__Data items__
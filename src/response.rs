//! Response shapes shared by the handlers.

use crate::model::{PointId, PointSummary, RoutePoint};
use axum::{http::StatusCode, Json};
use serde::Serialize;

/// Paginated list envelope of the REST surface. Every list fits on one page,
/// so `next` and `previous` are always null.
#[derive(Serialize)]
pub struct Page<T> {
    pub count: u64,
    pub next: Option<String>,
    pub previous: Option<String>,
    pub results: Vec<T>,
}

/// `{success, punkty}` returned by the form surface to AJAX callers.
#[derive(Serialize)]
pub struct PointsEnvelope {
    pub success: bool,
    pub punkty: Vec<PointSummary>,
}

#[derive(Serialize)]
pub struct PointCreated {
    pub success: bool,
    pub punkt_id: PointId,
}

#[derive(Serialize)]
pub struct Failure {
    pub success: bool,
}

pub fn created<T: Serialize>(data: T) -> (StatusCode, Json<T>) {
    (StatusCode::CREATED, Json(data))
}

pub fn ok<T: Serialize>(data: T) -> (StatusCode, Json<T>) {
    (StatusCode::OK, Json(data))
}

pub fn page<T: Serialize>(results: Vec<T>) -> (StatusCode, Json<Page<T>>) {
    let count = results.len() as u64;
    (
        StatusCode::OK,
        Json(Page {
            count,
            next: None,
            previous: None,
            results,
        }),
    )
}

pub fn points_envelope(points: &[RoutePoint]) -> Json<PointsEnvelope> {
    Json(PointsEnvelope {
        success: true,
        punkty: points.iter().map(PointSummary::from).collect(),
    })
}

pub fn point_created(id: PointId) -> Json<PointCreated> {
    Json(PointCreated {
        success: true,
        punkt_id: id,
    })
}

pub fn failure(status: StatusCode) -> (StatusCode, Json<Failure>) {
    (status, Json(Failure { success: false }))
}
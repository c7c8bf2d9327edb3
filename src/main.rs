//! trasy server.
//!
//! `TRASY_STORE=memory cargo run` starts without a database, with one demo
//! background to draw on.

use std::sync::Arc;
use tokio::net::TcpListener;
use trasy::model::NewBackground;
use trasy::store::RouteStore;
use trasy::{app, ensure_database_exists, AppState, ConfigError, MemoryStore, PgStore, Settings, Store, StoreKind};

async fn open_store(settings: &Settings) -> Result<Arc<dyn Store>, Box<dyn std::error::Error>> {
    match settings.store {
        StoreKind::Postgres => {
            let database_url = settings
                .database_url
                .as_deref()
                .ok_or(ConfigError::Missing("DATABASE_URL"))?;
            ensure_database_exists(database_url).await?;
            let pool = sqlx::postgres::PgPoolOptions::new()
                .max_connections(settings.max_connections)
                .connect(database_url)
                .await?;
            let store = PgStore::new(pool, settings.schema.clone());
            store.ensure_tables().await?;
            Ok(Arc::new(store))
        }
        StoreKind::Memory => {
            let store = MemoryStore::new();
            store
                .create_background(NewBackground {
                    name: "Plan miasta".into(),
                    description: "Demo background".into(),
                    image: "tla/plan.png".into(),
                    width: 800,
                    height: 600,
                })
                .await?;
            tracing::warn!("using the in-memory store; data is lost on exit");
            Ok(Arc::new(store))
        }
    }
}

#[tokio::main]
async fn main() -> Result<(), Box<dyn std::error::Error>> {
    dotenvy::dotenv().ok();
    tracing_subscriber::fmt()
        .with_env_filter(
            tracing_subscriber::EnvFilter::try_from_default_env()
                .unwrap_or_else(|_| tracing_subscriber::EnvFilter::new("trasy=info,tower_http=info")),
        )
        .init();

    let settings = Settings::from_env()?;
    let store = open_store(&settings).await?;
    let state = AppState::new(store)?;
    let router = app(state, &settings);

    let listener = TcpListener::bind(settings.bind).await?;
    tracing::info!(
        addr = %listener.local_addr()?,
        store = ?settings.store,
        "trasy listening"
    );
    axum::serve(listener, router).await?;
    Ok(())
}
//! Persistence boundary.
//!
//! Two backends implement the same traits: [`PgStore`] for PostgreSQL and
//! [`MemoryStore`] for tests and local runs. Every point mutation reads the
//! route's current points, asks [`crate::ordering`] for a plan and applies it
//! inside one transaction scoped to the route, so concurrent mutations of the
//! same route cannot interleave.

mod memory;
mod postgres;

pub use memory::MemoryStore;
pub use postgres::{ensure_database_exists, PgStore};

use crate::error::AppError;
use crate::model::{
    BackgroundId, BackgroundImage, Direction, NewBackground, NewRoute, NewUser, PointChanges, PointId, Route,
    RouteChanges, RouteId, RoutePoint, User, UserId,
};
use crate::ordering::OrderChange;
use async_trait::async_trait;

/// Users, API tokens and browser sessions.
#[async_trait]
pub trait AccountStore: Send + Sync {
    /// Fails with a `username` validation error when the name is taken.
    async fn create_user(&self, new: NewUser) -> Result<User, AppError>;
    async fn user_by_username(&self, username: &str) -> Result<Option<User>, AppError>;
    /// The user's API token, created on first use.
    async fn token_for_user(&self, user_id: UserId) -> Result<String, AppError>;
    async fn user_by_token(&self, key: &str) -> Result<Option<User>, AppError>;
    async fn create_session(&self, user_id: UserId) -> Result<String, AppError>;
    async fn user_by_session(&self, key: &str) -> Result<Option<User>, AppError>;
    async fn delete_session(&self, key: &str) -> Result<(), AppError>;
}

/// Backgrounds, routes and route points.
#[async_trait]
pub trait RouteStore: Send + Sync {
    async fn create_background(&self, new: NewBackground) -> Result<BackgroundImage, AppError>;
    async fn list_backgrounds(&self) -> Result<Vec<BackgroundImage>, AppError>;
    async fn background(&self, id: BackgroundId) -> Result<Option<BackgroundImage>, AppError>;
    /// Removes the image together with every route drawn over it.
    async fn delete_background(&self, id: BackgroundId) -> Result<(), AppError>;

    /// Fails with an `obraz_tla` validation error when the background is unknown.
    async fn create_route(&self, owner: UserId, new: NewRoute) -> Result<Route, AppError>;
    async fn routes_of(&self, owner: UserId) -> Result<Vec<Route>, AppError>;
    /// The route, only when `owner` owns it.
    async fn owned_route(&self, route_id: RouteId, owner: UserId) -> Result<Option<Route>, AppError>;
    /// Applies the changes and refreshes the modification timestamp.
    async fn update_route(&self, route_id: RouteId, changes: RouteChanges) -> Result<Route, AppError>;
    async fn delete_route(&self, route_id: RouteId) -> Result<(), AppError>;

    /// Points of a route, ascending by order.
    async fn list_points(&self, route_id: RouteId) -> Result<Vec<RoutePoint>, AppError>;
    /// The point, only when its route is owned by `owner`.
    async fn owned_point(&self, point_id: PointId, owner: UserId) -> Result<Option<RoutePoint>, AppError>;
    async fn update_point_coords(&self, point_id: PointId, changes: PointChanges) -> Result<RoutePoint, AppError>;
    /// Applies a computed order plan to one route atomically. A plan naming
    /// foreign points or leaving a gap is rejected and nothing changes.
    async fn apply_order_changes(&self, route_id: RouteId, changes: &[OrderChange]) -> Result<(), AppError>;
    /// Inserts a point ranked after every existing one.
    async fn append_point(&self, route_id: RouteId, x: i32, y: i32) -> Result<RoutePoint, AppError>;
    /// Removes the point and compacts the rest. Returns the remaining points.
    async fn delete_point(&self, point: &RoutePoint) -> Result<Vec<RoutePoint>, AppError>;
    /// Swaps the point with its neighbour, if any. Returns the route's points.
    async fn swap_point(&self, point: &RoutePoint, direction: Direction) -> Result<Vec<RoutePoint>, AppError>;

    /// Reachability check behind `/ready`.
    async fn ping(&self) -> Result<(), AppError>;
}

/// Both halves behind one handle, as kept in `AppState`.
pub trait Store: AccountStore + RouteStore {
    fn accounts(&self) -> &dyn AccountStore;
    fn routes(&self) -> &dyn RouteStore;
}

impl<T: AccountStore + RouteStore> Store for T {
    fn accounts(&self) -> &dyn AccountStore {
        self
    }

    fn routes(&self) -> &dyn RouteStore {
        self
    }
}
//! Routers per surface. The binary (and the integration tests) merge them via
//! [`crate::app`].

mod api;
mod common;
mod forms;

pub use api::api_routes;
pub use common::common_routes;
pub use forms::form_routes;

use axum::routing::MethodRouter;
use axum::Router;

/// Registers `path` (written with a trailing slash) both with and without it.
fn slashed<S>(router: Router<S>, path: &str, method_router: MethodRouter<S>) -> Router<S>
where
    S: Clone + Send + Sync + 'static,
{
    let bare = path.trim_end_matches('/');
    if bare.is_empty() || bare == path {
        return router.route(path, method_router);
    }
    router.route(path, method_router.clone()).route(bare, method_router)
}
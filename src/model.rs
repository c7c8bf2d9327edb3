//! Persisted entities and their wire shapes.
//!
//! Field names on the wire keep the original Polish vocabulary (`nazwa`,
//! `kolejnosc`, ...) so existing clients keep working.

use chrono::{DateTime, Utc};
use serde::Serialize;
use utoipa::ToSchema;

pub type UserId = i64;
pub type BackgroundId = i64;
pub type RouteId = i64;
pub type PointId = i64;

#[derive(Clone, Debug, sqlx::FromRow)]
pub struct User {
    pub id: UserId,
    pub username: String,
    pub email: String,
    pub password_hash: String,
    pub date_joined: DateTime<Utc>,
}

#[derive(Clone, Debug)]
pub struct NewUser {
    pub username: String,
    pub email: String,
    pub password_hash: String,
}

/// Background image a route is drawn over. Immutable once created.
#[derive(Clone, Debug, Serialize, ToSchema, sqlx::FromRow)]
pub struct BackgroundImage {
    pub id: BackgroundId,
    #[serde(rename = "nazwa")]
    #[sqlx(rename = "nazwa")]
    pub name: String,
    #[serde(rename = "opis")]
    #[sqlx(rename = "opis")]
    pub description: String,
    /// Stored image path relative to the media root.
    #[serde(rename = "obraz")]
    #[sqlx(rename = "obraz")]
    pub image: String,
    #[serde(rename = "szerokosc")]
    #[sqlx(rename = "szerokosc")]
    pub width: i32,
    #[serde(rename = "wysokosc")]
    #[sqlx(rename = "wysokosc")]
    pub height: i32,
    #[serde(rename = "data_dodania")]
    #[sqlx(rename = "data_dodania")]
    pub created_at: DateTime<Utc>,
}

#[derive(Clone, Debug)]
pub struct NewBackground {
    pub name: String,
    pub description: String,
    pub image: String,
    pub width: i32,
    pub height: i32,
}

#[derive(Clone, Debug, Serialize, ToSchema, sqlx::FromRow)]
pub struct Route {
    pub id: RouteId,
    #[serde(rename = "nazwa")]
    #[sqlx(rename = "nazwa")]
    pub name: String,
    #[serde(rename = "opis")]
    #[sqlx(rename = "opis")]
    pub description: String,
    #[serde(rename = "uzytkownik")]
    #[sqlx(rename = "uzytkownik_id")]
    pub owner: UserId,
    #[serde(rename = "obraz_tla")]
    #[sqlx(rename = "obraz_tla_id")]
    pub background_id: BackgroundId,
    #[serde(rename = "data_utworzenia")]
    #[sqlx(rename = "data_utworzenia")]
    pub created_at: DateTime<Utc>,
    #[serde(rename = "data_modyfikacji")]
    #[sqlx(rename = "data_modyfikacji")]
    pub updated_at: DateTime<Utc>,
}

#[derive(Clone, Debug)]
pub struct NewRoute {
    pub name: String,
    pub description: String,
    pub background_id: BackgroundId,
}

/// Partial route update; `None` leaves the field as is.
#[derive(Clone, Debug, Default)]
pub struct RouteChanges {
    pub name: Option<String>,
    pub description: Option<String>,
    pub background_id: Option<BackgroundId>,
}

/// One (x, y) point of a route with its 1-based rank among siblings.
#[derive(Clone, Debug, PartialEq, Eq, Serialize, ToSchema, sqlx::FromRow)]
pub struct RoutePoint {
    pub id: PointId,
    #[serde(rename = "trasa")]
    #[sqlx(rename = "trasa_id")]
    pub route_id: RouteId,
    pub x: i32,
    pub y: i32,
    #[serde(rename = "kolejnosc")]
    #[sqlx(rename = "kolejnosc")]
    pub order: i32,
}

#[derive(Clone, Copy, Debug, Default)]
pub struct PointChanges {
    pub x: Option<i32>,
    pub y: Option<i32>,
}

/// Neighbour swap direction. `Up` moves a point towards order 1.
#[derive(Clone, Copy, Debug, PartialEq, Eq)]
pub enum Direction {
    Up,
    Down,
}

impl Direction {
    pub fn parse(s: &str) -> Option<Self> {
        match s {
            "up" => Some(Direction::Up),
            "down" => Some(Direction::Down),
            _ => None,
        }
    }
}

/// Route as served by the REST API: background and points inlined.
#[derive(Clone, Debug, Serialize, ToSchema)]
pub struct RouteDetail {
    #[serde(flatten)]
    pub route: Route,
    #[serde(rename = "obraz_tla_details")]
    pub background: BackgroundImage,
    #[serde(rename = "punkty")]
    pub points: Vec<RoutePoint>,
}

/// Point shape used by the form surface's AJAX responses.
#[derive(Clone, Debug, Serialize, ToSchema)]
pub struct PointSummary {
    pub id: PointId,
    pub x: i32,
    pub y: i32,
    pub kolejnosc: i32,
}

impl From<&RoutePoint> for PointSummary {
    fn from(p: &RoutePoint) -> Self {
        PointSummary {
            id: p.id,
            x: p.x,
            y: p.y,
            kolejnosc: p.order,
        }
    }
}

__Instructions to follow__
Which lines of the records above contain the word "await"? Report each one in full.

__Response to the task__
            ensure_database_exists(database_url).await?;
                .await?;
            store.ensure_tables().await?;
                .await?;
    let store = open_store(&settings).await?;
    let listener = TcpListener::bind(settings.bind).await?;
    axum::serve(listener, router).await?;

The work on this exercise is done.